Na plus wyjść udało się jedynie dwóm spółkom spośród największych firm na naszym rynku. Liderem okazał się Pekao, którego kurs wzrósł o 0,5 proc. O 0,4 proc. podrożały zaś akcje PKO BP. Czołówce spadków przewodził Synthos, którego kurs spadł o 4,2 proc. Indeksom warszawskiej giełdy najmocniej ciążył jednak KGHM. Akcje miedziowego koncernu potaniały przy niemal najwyższych na rynku obrotach o 1,2 proc.
Na szerokim rynku wyróżniła się Fota, której akcje podrożały o 39,7 proc. Inwestorzy zareagowali w ten sposób na opublikowaną w piątek po sesji informację, że sąd ogłosił upadłość układową dystrybutora części samochodowych. Najmocniej przecenioną spółką okazała się Mewa, której akcje potaniały o 13,8 proc.
Znacznie lepsze nastroje panowały w poniedziałek na innych europejskich parkietach. Francuski CAC40 zyskiwał pod koniec dnia 0,7 proc., niemiecki DAX rósł o 1,1 proc., a brytyjski FTSE250 o 0,5 proc. Indeksom nie zaszkodził nawet gorszy od oczekiwań odczyt indeksu
NY Empire State, który obrazuje koniunkturę gospodarczą w całym stanie. Wskaźnik wyniósł we wrześniu 6,29 pkt. Obniżył się zatem w porównaniu z sierpniowym odczytem, gdy sięgnął 8,24 pkt, choć eksperci oczekiwali jego wzrostu do 9,2 pkt. Utrzymanie się wskaźnika na poziomie powyżej zera oznacza poprawę warunków gospodarczych. Słabszy od prognoz wskaźnik nie zaniepokoił również inwestorów w Stanach Zjednoczonych Ameryki. Dow Jones zyskuje 1 proc., Nasdaq100 rośnie o 0,3 proc., a S&P500 o 0,9 proc.
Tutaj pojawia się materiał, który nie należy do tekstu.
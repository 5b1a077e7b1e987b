//! Chat history and per-turn request assembly.

use chat_provider::{ChatMessage, ChatRequest};
use project_repo::{CommitInfo, ProjectFile};

use crate::tools::tool_definitions;

/// System message seeded into a fresh history when none is configured.
pub const DEFAULT_SYSTEM_MESSAGE: &str =
    "You are a Software Developer, your job is to develop software.";

pub const FILES_PREFIX: &str = "files:";
pub const COMMITS_PREFIX: &str = "Last three commits:";
pub const EMPTY_SNAPSHOT: &str = "No files in the repository.";

/// In-memory conversation state.
///
/// The file snapshot and commit log are attached to each outgoing request but
/// never stored, so history only grows by the user's own messages.
#[derive(Debug, Clone, PartialEq, Eq)]
pub struct Session {
    seed: Vec<ChatMessage>,
    history: Vec<ChatMessage>,
}

impl Default for Session {
    fn default() -> Self {
        Self::new(None)
    }
}

impl Session {
    #[must_use]
    pub fn new(seed: Option<Vec<ChatMessage>>) -> Self {
        let mut session = Self {
            seed: Vec::new(),
            history: Vec::new(),
        };
        session.clear(seed);
        session
    }

    /// Resets history to `seed`, or to the current seed when `None`.
    ///
    /// An empty seed falls back to [`DEFAULT_SYSTEM_MESSAGE`].
    pub fn clear(&mut self, seed: Option<Vec<ChatMessage>>) {
        if let Some(seed) = seed {
            self.seed = seed;
        }
        if self.seed.is_empty() {
            self.seed = vec![ChatMessage::system(DEFAULT_SYSTEM_MESSAGE)];
        }
        self.history = self.seed.clone();
    }

    #[must_use]
    pub fn history(&self) -> Vec<ChatMessage> {
        self.history.clone()
    }

    /// Builds the request for one turn and records `user_text` in history.
    pub fn build_request(
        &mut self,
        user_text: &str,
        files: &[ProjectFile],
        recent_commits: &[CommitInfo],
    ) -> ChatRequest {
        let mut messages = self.history.clone();
        messages.push(ChatMessage::system(format!(
            "{FILES_PREFIX}{}",
            render_snapshot(files)
        )));
        messages.push(ChatMessage::system(format!(
            "{COMMITS_PREFIX}{}",
            render_commits(recent_commits)
        )));
        messages.push(ChatMessage::user(user_text));

        self.history.push(ChatMessage::user(user_text));

        ChatRequest {
            messages,
            tools: tool_definitions(),
        }
    }
}

/// `File:<path>\n<content>\n` per file, joined by a newline.
#[must_use]
pub fn render_snapshot(files: &[ProjectFile]) -> String {
    if files.is_empty() {
        return EMPTY_SNAPSHOT.to_string();
    }

    files
        .iter()
        .map(|file| format!("File:{}\n{}\n", file.path, file.content))
        .collect::<Vec<_>>()
        .join("\n")
}

#[must_use]
pub fn render_commits(commits: &[CommitInfo]) -> String {
    commits
        .iter()
        .map(|commit| format!("\n{commit}"))
        .collect()
}

#[cfg(test)]
mod tests {
    use chat_provider::Role;
    use pretty_assertions::assert_eq;

    use super::*;

    fn file(path: &str, content: &str) -> ProjectFile {
        ProjectFile {
            path: path.to_string(),
            content: content.to_string(),
        }
    }

    #[test]
    fn fresh_session_holds_default_system_message() {
        let session = Session::default();
        assert_eq!(
            session.history(),
            vec![ChatMessage::system(DEFAULT_SYSTEM_MESSAGE)]
        );
    }

    #[test]
    fn clear_restores_seed_and_is_idempotent() {
        let seed = vec![ChatMessage::system("Be terse.")];
        let mut session = Session::new(Some(seed.clone()));
        session.build_request("hello", &[], &[]);
        assert_eq!(session.history().len(), 2);

        session.clear(None);
        assert_eq!(session.history(), seed);
        session.clear(None);
        assert_eq!(session.history(), seed);
    }

    #[test]
    fn clear_with_empty_seed_falls_back_to_default() {
        let mut session = Session::new(Some(vec![ChatMessage::system("custom")]));
        session.clear(Some(Vec::new()));
        assert_eq!(
            session.history(),
            vec![ChatMessage::system(DEFAULT_SYSTEM_MESSAGE)]
        );
    }

    #[test]
    fn history_is_an_owned_copy() {
        let session = Session::default();
        let mut copy = session.history();
        copy.push(ChatMessage::user("sneaky"));
        assert_eq!(session.history().len(), 1);
    }

    #[test]
    fn request_layers_context_after_history_and_only_user_turn_persists() {
        let mut session = Session::default();
        let commits = vec![CommitInfo {
            id: "abc".to_string(),
            message: "Starting Repository".to_string(),
        }];

        let request = session.build_request(
            "add a readme",
            &[file("a.txt", "A"), file("src/b.rs", "B")],
            &commits,
        );

        let roles: Vec<Role> = request.messages.iter().map(|message| message.role).collect();
        assert_eq!(
            roles,
            vec![Role::System, Role::System, Role::System, Role::User]
        );
        assert_eq!(
            request.messages[1].content,
            "files:File:a.txt\nA\n\nFile:src/b.rs\nB\n"
        );
        assert_eq!(
            request.messages[2].content,
            "Last three commits:\nabc Starting Repository"
        );
        assert_eq!(request.messages[3].content, "add a readme");
        assert_eq!(request.tools.len(), 2);

        assert_eq!(
            session.history(),
            vec![
                ChatMessage::system(DEFAULT_SYSTEM_MESSAGE),
                ChatMessage::user("add a readme"),
            ]
        );
    }

    #[test]
    fn empty_snapshot_uses_placeholder_text() {
        assert_eq!(render_snapshot(&[]), EMPTY_SNAPSHOT);
        assert_eq!(render_commits(&[]), "");
    }
}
Zgodne z prognozami były za to dane o produkcji przemysłowej oraz wykorzystaniu mocy produkcyjnych w USA w minionym miesiącu. Produkcja przemysłowa w sierpniu zwiększyła się o 0,4 proc. w ujęciu miesiąc do miesiąca. Wykorzystanie mocy produkcyjnych sięgnęło zaś 77,8 proc., wobec 77,6 proc. miesiąc wcześniej.